The United States feels threatened by China’s economic rise and is making “criminally dangerous” accusations about Chinese island construction in the South China Sea, an activist and journalist in Washington says.
“It’s not only hypocritical, it’s criminally dangerous for the US to accuse China of militarization of the South China Sea,” said Mike Billington, the Asia editor for the Executive Intelligence Review.
“There’s no militarization going on by the Chinese,” Billington told Press TV on Friday. “On the other hand, the US is sending missile destroyers, and B-52 bombers and other very advanced military ships and planes crisscrossing the region, claiming that they’re challenging the threat to freedom of navigation, which there is no threat to freedom of navigation to any commercial vessel.”
“In addition, the US is in the process of deploying the most massive military force in the world in history into numerous bases in the Philippines,” he added.
“This is a massive military ring around threatening China as they have been threatening Russia with war,” Billington noted.
“There is no threat coming from Russia or from China; they are trying to defend their countries and have the defense for their countries but we are faced with a massive threat coming from the United States for nuclear war coming from factions in our Defense Department.”
China and the US are at loggerheads over a number of issues, particularly the South China Sea dispute.
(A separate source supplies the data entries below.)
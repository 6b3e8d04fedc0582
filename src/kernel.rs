//! Kernel-side external collaborators.
//!
//! The dispatch core runs in interrupt context and must not block, so
//! everything it asks of the surrounding kernel is a non-suspending
//! callback or a non-blocking signal.

/// A schedulable wake primitive bound to one SPI line.
///
/// Semantically a counting semaphore: [`Wakeup::up`] makes one waiting
/// kernel thread runnable (or banks the count if none waits). It is
/// called from interrupt context and must never block or suspend.
pub trait Wakeup {
    /// Signal one occurrence of the line.
    fn up(&self);
}

/// Scheduler, timer and SMMU callbacks consumed by the dispatch core.
///
/// All callbacks run in interrupt context on the core that took the
/// exception; they must complete without yielding.
pub trait Kernel {
    /// Wake primitive type owned by each SPI line record.
    type Wakeup: Wakeup;

    /// Create the wake primitive for one SPI line. Called exactly once
    /// per line, at core construction, before any SPI can be serviced.
    fn wakeup_for(&self, spi: u32) -> Self::Wakeup;

    /// Process this core's cross-core request queue (RRQ SGI).
    fn rrq_handler(&self);

    /// Host timer interrupt callback.
    fn timer_interrupt(&self);

    /// SMMU event interrupt callback.
    fn smmu_interrupt(&self);
}
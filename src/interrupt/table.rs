//! Per-SPI line state table.
//!
//! One record per shared peripheral interrupt line, holding the line's
//! routing state and the one-bit deactivation latch for the two-phase
//! completion protocol. The table is fixed-size, indexed by SPI number,
//! and built exactly once when the dispatch core is constructed.
//!
//! No table-wide lock exists. Controller hardware delivers a given line
//! to at most one core at a time, so each record sees at most one handler
//! invocation in flight; the individual fields are atomics so that the
//! deactivation caller and a reconfiguring core see consistent values.

use core::sync::atomic::{AtomicBool, AtomicU16, Ordering};

use crate::gic::{CpuId, SPI_NUM};

/// Snapshot of one line's routing and completion state.
#[derive(Debug, Clone, Copy, PartialEq, Eq)]
pub struct LineState {
    /// Core the line is currently routed to.
    pub affinity_cpu: CpuId,
    /// True if the line is passed through to a virtual machine.
    pub guest_owned: bool,
    /// True between a guest-owned line's priority drop and its
    /// deactivation by the guest's completion signal.
    pub deactivation_pending: bool,
}

/// State record for one SPI line.
pub struct Line<W> {
    /// Wake primitive for the kernel thread servicing this line.
    /// Created at table construction, owned for the table's lifetime.
    wakeup: W,
    /// Core this line is routed to. Written only by configuration.
    cpu: AtomicU16,
    /// Pass-through ownership flag. Written only by configuration.
    guest: AtomicBool,
    /// One-bit deactivation latch: set by the handler when priority is
    /// dropped for a guest-owned line, cleared by the deactivation call.
    pending: AtomicBool,
}

impl<W> Line<W> {
    fn new(wakeup: W) -> Self {
        Self {
            wakeup,
            cpu: AtomicU16::new(0),
            guest: AtomicBool::new(false),
            pending: AtomicBool::new(false),
        }
    }

    /// The line's wake primitive.
    pub fn wakeup(&self) -> &W {
        &self.wakeup
    }

    /// Update routing. Only valid while the line is masked; reconfiguring
    /// a line with an acknowledge in flight races the old core's handler.
    pub fn set_route(&self, cpu: CpuId, guest_owned: bool) {
        self.cpu.store(cpu, Ordering::Relaxed);
        self.guest.store(guest_owned, Ordering::Release);
    }

    /// Current pass-through ownership.
    pub fn guest_owned(&self) -> bool {
        self.guest.load(Ordering::Acquire)
    }

    /// Latch a pending deactivation after a guest-owned priority drop.
    pub fn set_pending(&self) {
        self.pending.store(true, Ordering::Release);
    }

    /// Atomically consume the pending latch. Returns true exactly once
    /// per latched cycle; a second call is a detectable no-op.
    pub fn take_pending(&self) -> bool {
        self.pending.swap(false, Ordering::AcqRel)
    }

    /// Snapshot the record for diagnostics and setup code.
    pub fn state(&self) -> LineState {
        LineState {
            affinity_cpu: self.cpu.load(Ordering::Relaxed),
            guest_owned: self.guest.load(Ordering::Acquire),
            deactivation_pending: self.pending.load(Ordering::Acquire),
        }
    }
}

/// Fixed-size table of SPI line records, indexed by SPI number.
pub struct LineTable<W> {
    lines: [Line<W>; SPI_NUM as usize],
}

impl<W> LineTable<W> {
    /// Build the table, creating one wake primitive per line.
    pub fn new(mut wakeup_for: impl FnMut(u32) -> W) -> Self {
        Self {
            lines: core::array::from_fn(|i| Line::new(wakeup_for(i as u32))),
        }
    }

    /// The record for one SPI line. Out-of-range indices indicate a
    /// controller or configuration inconsistency and are fatal.
    pub fn line(&self, spi: u32) -> &Line<W> {
        assert!(spi < SPI_NUM, "spi {spi} out of range");
        &self.lines[spi as usize]
    }
}
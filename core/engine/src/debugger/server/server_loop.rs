//! The server loop: one listener, at most one client.

use std::collections::VecDeque;
use std::io;
use std::net::SocketAddr;
use std::sync::Arc;

use tokio::io::{AsyncReadExt, AsyncWrite, AsyncWriteExt};
use tokio::net::tcp::OwnedReadHalf;
use tokio::net::{TcpListener, TcpStream};
use tokio::runtime::Runtime;
use tokio::task::JoinHandle;

use super::wake::WakeSource;
use super::{ConnectionState, Shared, debug_callback};
use crate::debugger::Debuggee;

pub(crate) struct ServerLoop {
    pub(crate) listener: TcpListener,
    pub(crate) engine: Arc<dyn Debuggee>,
    pub(crate) shared: Arc<Shared>,
    /// Signalled after every forwarded command.
    pub(crate) process: WakeSource,
    pub(crate) stop: WakeSource,
    pub(crate) read_buffer_size: usize,
}

/// The connected client. Writes happen on a separate task so that a client
/// that stops reading never holds up the loop.
struct Client {
    reader: OwnedReadHalf,
    writer: JoinHandle<()>,
}

impl Drop for Client {
    fn drop(&mut self) {
        self.writer.abort();
    }
}

impl ServerLoop {
    /// Serves on the calling thread until the stop source is signalled.
    pub(crate) fn run(self, runtime: &Runtime) {
        log::debug!("server loop started");
        runtime.block_on(self.serve());
        log::debug!("server loop stopped");
    }

    async fn serve(self) {
        let mut client: Option<Client> = None;
        let mut buffer = vec![0u8; self.read_buffer_size.max(1)];

        loop {
            tokio::select! {
                biased;
                () = self.stop.wait() => break,
                read = read_client(client.as_mut(), &mut buffer) => match read {
                    Ok(0) => {
                        log::info!("debugger client disconnected");
                        self.disconnect(&mut client);
                    }
                    Ok(len) => self.forward(&buffer[..len]),
                    Err(err) => {
                        log::warn!("debugger client read failed: {err}");
                        self.disconnect(&mut client);
                    }
                },
                accepted = self.listener.accept() => self.accept(accepted, &mut client),
            }
        }

        drop(client);
        drop(self.listener);
        self.shared.set_connection(ConnectionState::Offline);
    }

    fn accept(&self, accepted: io::Result<(TcpStream, SocketAddr)>, client: &mut Option<Client>) {
        let (stream, peer) = match accepted {
            Ok(accepted) => accepted,
            Err(err) => {
                log::warn!("failed to accept debugger client: {err}");
                return;
            }
        };

        if client.is_some() {
            log::warn!("closing connection from {peer}: a debugger client is already connected");
            return;
        }

        if let Err(err) = stream.set_nodelay(true) {
            log::warn!("failed to set TCP_NODELAY for {peer}: {err}");
        }
        let stale = self.shared.queue.clear();
        if stale > 0 {
            log::debug!("discarded {stale} debug messages queued without a client");
        }

        let (reader, writer) = stream.into_split();
        *client = Some(Client {
            reader,
            writer: tokio::spawn(write_loop(writer, self.shared.clone())),
        });
        self.shared.set_connection(ConnectionState::Connected);
        log::info!("debugger client connected from {peer}");
    }

    fn forward(&self, command: &[u8]) {
        log::trace!("forwarding {} command bytes", command.len());
        if let Err(err) = self.engine.send_debug_command(command) {
            log::warn!("engine rejected debug command: {err}");
            return;
        }
        self.process.signal();
    }

    fn disconnect(&self, client: &mut Option<Client>) {
        *client = None;
        let dropped = self.shared.queue.clear();
        if dropped > 0 {
            log::debug!("discarded {dropped} undelivered debug messages");
        }

        // A fresh session drops the engine's buffered commands and partial
        // input, and withholds late output, of the client that just left.
        self.engine.detach_debug_callback();
        if let Err(err) = self
            .engine
            .attach_debug_callback(debug_callback(Arc::downgrade(&self.shared)))
        {
            log::error!("failed to re-attach to the engine after disconnect: {err}");
        }

        self.shared.set_connection(ConnectionState::Listening);
    }
}

/// Reads from the client, or never completes while there is none.
async fn read_client(client: Option<&mut Client>, buffer: &mut [u8]) -> io::Result<usize> {
    match client {
        Some(client) => client.reader.read(buffer).await,
        None => std::future::pending().await,
    }
}

/// Drains the queue into `writer` every time the send source fires, until
/// aborted.
async fn write_loop<W: AsyncWrite + Unpin>(mut writer: W, shared: Arc<Shared>) {
    loop {
        shared.send.wait().await;
        write_messages(&mut writer, shared.queue.take_all()).await;
    }
}

/// Writes every message in order. A failed write is logged and the rest are
/// still attempted; returns the number of failures.
async fn write_messages<W: AsyncWrite + Unpin>(writer: &mut W, messages: VecDeque<String>) -> usize {
    let mut failed = 0;
    for message in messages {
        log::trace!("writing {} byte debug message", message.len());
        if let Err(err) = writer.write_all(message.as_bytes()).await {
            log::warn!("failed to write debug message: {err}");
            failed += 1;
        }
    }
    failed
}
Beijing claims sovereignty over almost the whole of the South China Sea, which is also claimed in part by Taiwan, Brunei, Vietnam, Malaysia and the Philippines. The waters are believed to sit atop vast reserves of oil and gas.
Washington has sided with China’s rivals in the territorial dispute, with Beijing accusing the US of meddling in the regional issues and deliberately stirring up tensions in the South China Sea.
On Tuesday US Defense Secretary Ashton Carter warned China against "aggressive" actions in the South China Sea, including the installment of surface-to-air missiles on a disputed island.
“China must not pursue militarization in the South China Sea," Carter said in a wide-ranging speech at the Commonwealth Club in San Francisco, California.